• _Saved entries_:
<<<<

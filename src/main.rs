use std::io::{self, BufRead};

use anyhow::Result;
use log::{info, warn};

use thinkgear_rs::config::load_from_args;
use thinkgear_rs::link::SensorLink;
use thinkgear_rs::sink::{Session, Sink};
use thinkgear_rs::types::{Cue, DerivedState, LinkStatus};

/// Prints a status line whenever an eSense epoch changes the game state.
/// Raw-wave updates (~512 per second) only move the waveform and are skipped.
#[derive(Default)]
struct LogSink {
    last: Option<(u64, u32, u8, u8, LinkStatus)>,
}

impl Sink for LogSink {
    fn on_derived_state(&mut self, s: &DerivedState) {
        let key = (s.score, s.level, s.combo, s.overdrive_meter, s.link_status);
        if self.last == Some(key) && s.cues.is_empty() {
            return;
        }
        self.last = Some(key);

        let meter = |v: Option<u8>| v.map_or_else(|| "--".to_owned(), |v| format!("{v:3}"));
        println!(
            "[{:<23}] score={:7}  lvl={:2}  xp={:4}/{:<4}  combo=x{}  od={:3}%{}  att={}  med={}  | {}",
            s.link_status.to_string(),
            s.score,
            s.level,
            s.current_xp,
            s.max_xp,
            s.combo,
            s.overdrive_meter,
            if s.overdrive_active { "*" } else { " " },
            meter(s.attention),
            meter(s.meditation),
            s.status_message,
        );
        for cue in &s.cues {
            match cue {
                Cue::OverdriveActivated => println!("  ⚡  OVERDRIVE"),
                Cue::LevelUp { level } => println!("  ★  LEVEL {level}"),
            }
        }
    }

    fn on_connectivity_error(&mut self, message: &str) {
        println!("❌  {message}");
    }
}

#[tokio::main]
async fn main() -> Result<()> {
    // ── Configuration ─────────────────────────────────────────────────────────
    //   thinkgear --config thinkgear.toml
    //   THINKGEAR_PORT=13855 thinkgear
    let config = load_from_args()?;

    // ── Logging ───────────────────────────────────────────────────────────────
    // RUST_LOG overrides the configured level, e.g. RUST_LOG=thinkgear_rs=debug
    env_logger::Builder::from_env(
        env_logger::Env::default().default_filter_or(config.logging.level.as_str()),
    )
    .init();

    // ── Connect ───────────────────────────────────────────────────────────────
    let link = SensorLink::new(config.link.clone());
    let mut session = Session::new(LogSink::default(), config.session.clone());
    let lc = link.config();
    info!(
        "Bridge {}  channel={}  max_line={} B  reset_on_reconnect={}",
        lc.endpoint(),
        lc.channel_capacity,
        lc.max_line_bytes,
        config.session.reset_on_reconnect
    );
    let (mut events, mut handle) = link.connect();

    info!("Commands (type + Enter):");
    info!("  q  – quit");
    info!("  d  – disconnect");
    info!("  c  – (re)connect");
    info!("  s  – link statistics\n");

    // ── Stdin command loop ────────────────────────────────────────────────────
    // Lines are read on a dedicated OS thread so the blocking StdinLock never
    // sits across an await point.
    let (line_tx, mut line_rx) = tokio::sync::mpsc::unbounded_channel::<String>();
    std::thread::spawn(move || {
        let stdin = io::stdin();
        for line in stdin.lock().lines() {
            match line {
                Ok(l) => {
                    if line_tx.send(l.trim().to_owned()).is_err() {
                        break;
                    }
                }
                Err(_) => break,
            }
        }
    });

    // ── Main event loop ───────────────────────────────────────────────────────
    let mut streaming = true;
    let mut stdin_open = true;
    loop {
        tokio::select! {
            event = events.recv(), if streaming => match event {
                Some(event) => session.handle_event(event),
                None => {
                    streaming = false;
                    info!("Link idle. Type 'c' + Enter to reconnect or 'q' to quit.");
                }
            },
            line = line_rx.recv(), if stdin_open => match line.as_deref() {
                None => stdin_open = false,
                Some("") => {}
                Some("q") => {
                    info!("Quit requested.");
                    break;
                }
                Some("d") => {
                    handle.disconnect().await;
                    streaming = false;
                }
                Some("c") => {
                    handle.disconnect().await;
                    (events, handle) = link.connect();
                    streaming = true;
                }
                Some("s") => {
                    let st = handle.stats();
                    println!(
                        "[LINK] {}  lines={}  samples={}  epochs={}  dropped={}  good_contact_seen={}",
                        handle.endpoint(),
                        st.lines,
                        st.samples,
                        st.epochs,
                        st.decode_errors,
                        st.good_contact_seen
                    );
                }
                Some(other) => warn!("Unknown command: '{other}'"),
            },
            else => break,
        }
    }

    handle.disconnect().await;
    info!("Event loop finished – exiting.");
    Ok(())
}
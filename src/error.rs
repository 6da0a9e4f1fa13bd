//! Error types for the sensor link and the line decoder.
//!
//! Neither family is fatal: a [`DecodeError`] costs one line, a [`LinkError`]
//! ends the current connection attempt and is reported once to the host.

use std::io;
use std::net::SocketAddr;

/// Failure to turn one wire line into a [`crate::types::Sample`].
///
/// Produced by [`crate::parse::decode_line`].  The link logs these at debug
/// level and drops the line; they never reach the host.
#[derive(Debug, thiserror::Error)]
pub enum DecodeError {
    /// The line is not a well-formed JSON object of the expected shape.
    #[error("malformed line: {0}")]
    Malformed(#[from] serde_json::Error),

    /// A field decoded but lies outside the range the sensor documents.
    #[error("{field} out of range: {value} (max {max})")]
    OutOfRange {
        field: &'static str,
        value: u32,
        max: u32,
    },

    /// The line exceeded the configured maximum length and was discarded.
    #[error("line too long: {len} bytes (max {max})")]
    LineTooLong { len: usize, max: usize },
}

/// Connectivity failure on the sensor link.
///
/// Reported to the host exactly once per connection attempt through
/// [`crate::types::SensorEvent::Error`].
#[derive(Debug, thiserror::Error)]
pub enum LinkError {
    /// The TCP connect to the sensor bridge failed.
    #[error("Connection failed: is the ThinkGear Connector running on {addr}?")]
    ConnectionRefused {
        addr: String,
        #[source]
        source: io::Error,
    },

    /// Connected, but writing the configuration handshake failed.
    #[error("Handshake with sensor bridge at {addr} failed: {source}")]
    Handshake {
        addr: SocketAddr,
        #[source]
        source: io::Error,
    },

    /// The socket failed while streaming (reset, broken pipe, ...).
    #[error("Sensor stream read failed: {0}")]
    Read(#[source] io::Error),
}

>>>>

• _What is required_: Check each line of the data above, and please copy the ones in which the string "await" occurs.

• _Written reply_:
    // sits across an await point.
                    handle.disconnect().await;
                    handle.disconnect().await;
    handle.disconnect().await;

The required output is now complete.